ITALO CALVINO, “Sulla fiaba”, 1995, Oscar Mondadori (2011)

Antologia, curata da Mario Lavagetto, in merito all’affascinante tema della fiaba. Ripercorrendo le tappe dell’ambizioso progetto della Casa Editrice Einaudi e di Italo Calvino, che sfocerà nella raccolta “Fiabe italiane”, Lavagetto non tralascia di proporre altri saggi, interventi e prefazioni del grande narratore italiano sul tema fiabesco e del racconto popolare. Il libro ripropone anche quella che fu l’introduzione stessa alle “Fiabe italiane”, nella quale viene spiegata l’impostazione di questo lavoro erculeo portato avanti con due obiettivi: rappresentare ogni tipologia di fiaba di cui è documentata l’esistenza nei dialetti italiani e rappresentare tutte le regioni della penisola. Lavagetto, attraverso una dettagliata analisi della componente fiabesca in Calvino, giunge a citare capolavori quali “Il visconte dimezzato” e “Il barone rampante”, non dimenticandosi di opere quali “Le città invisibili” o la meno nota “La speculazione edilizia”. Quest’ultima in particolare offrirà a Calvino la possibilità di “scendere a terra”, dare quel tocco fiabesco ad una vicenda immersa nella realtà.
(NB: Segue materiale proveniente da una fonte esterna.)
//! Audit report persistence

use regwatch_common::db::{decode_list, encode_list};
use regwatch_common::events::{ChangeOperation, EventBus, RegwatchEvent};
use regwatch_common::models::{
    new_id, AuditReport, AuditReportCreateRequest, AuditReportStatus,
};
use regwatch_common::{time, Result};
use sqlx::sqlite::SqliteRow;
use sqlx::{Row, SqlitePool};
use tracing::debug;

const SELECT_REPORTS: &str = r#"
    SELECT id, feature_id, source_ids, needs_action, original_status, status_change_to,
           reason, confidence, status, created_at, updated_at
    FROM audit_reports
"#;

#[derive(Clone)]
pub struct AuditReportRepository {
    pool: SqlitePool,
    event_bus: EventBus,
}

impl AuditReportRepository {
    pub fn new(pool: SqlitePool, event_bus: EventBus) -> Self {
        Self { pool, event_bus }
    }

    /// Persist a new report in `pending` review state
    pub async fn insert(&self, request: &AuditReportCreateRequest) -> Result<AuditReport> {
        let report = AuditReport {
            id: new_id(),
            feature_id: request.feature_id.clone(),
            source_ids: request.source_ids.clone(),
            needs_action: request.needs_action,
            original_status: request.original_status,
            status_change_to: request.status_change_to,
            reason: request.reason.clone(),
            confidence: request.confidence,
            status: AuditReportStatus::Pending,
            created_at: time::now(),
            updated_at: None,
        };

        sqlx::query(
            r#"
            INSERT INTO audit_reports (
                id, feature_id, source_ids, needs_action, original_status, status_change_to,
                reason, confidence, status, created_at, updated_at
            )
            VALUES (?, ?, ?, ?, ?, ?, ?, ?, ?, ?, NULL)
            "#,
        )
        .bind(&report.id)
        .bind(&report.feature_id)
        .bind(encode_list(&report.source_ids)?)
        .bind(report.needs_action)
        .bind(report.original_status.as_str())
        .bind(report.status_change_to.as_str())
        .bind(&report.reason)
        .bind(report.confidence)
        .bind(report.status.as_str())
        .bind(report.created_at)
        .execute(&self.pool)
        .await?;

        debug!(
            "Inserted audit report {} for feature {}",
            report.id, report.feature_id
        );
        self.publish(ChangeOperation::Insert, &report.id, Some(report.clone()));
        Ok(report)
    }

    pub async fn find_by_id(&self, id: &str) -> Result<Option<AuditReport>> {
        let row = sqlx::query(&format!("{} WHERE id = ?", SELECT_REPORTS))
            .bind(id)
            .fetch_optional(&self.pool)
            .await?;

        row.as_ref().map(report_from_row).transpose()
    }

    pub async fn list_all(&self) -> Result<Vec<AuditReport>> {
        let rows = sqlx::query(&format!("{} ORDER BY created_at, rowid", SELECT_REPORTS))
            .fetch_all(&self.pool)
            .await?;

        rows.iter().map(report_from_row).collect()
    }

    /// Reports that cite `source_id`
    pub async fn list_by_source(&self, source_id: &str) -> Result<Vec<AuditReport>> {
        let rows = sqlx::query(&format!(
            "{} WHERE EXISTS (SELECT 1 FROM json_each(audit_reports.source_ids) WHERE json_each.value = ?) ORDER BY created_at, rowid",
            SELECT_REPORTS
        ))
        .bind(source_id)
        .fetch_all(&self.pool)
        .await?;

        rows.iter().map(report_from_row).collect()
    }

    /// Most recent report still awaiting review for `feature_id`
    pub async fn latest_pending_for_feature(&self, feature_id: &str) -> Result<Option<AuditReport>> {
        let row = sqlx::query(&format!(
            "{} WHERE feature_id = ? AND status = 'pending' ORDER BY created_at DESC, rowid DESC LIMIT 1",
            SELECT_REPORTS
        ))
        .bind(feature_id)
        .fetch_optional(&self.pool)
        .await?;

        row.as_ref().map(report_from_row).transpose()
    }

    pub async fn update_status(
        &self,
        id: &str,
        status: AuditReportStatus,
    ) -> Result<Option<AuditReport>> {
        let result = sqlx::query("UPDATE audit_reports SET status = ?, updated_at = ? WHERE id = ?")
            .bind(status.as_str())
            .bind(time::now())
            .bind(id)
            .execute(&self.pool)
            .await?;

        if result.rows_affected() == 0 {
            return Ok(None);
        }

        let report = self.find_by_id(id).await?;
        if let Some(report) = &report {
            self.publish(ChangeOperation::Update, id, Some(report.clone()));
        }
        Ok(report)
    }

    pub async fn delete_all(&self) -> Result<u64> {
        let ids: Vec<String> = sqlx::query_scalar("SELECT id FROM audit_reports")
            .fetch_all(&self.pool)
            .await?;

        let result = sqlx::query("DELETE FROM audit_reports")
            .execute(&self.pool)
            .await?;

        for id in &ids {
            self.publish(ChangeOperation::Delete, id, None);
        }
        Ok(result.rows_affected())
    }

    fn publish(&self, operation: ChangeOperation, id: &str, report: Option<AuditReport>) {
        self.event_bus
            .emit_lossy(RegwatchEvent::audit_report(operation, id, report));
    }
}

fn report_from_row(row: &SqliteRow) -> Result<AuditReport> {
    let source_ids: String = row.try_get("source_ids")?;
    let original_status: String = row.try_get("original_status")?;
    let status_change_to: String = row.try_get("status_change_to")?;
    let status: String = row.try_get("status")?;

    Ok(AuditReport {
        id: row.try_get("id")?,
        feature_id: row.try_get("feature_id")?,
        source_ids: decode_list(&source_ids)?,
        needs_action: row.try_get("needs_action")?,
        original_status: original_status.parse()?,
        status_change_to: status_change_to.parse()?,
        reason: row.try_get("reason")?,
        confidence: row.try_get("confidence")?,
        status: status.parse()?,
        created_at: row.try_get("created_at")?,
        updated_at: row.try_get("updated_at")?,
    })
}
Tutta l’opera si pone quindi come un’attenta analisi dello stile di Calvino: “uno che parla all’interno della scrittura, che trova in essa il proprio strumento di lavoro, che se ne serve, la attraversa, ne conosce le trappole e gli inganni, le sorprese, i ritmi: è consapevole che l’uso appropriato del suo strumento, l’esecuzione concreta e materiale del lavoro-scrittura possiedono un loro modo di vedere che, ci è stato detto, sfugge inevitabilmente ad uno sguardo soltanto teorico delle cose”.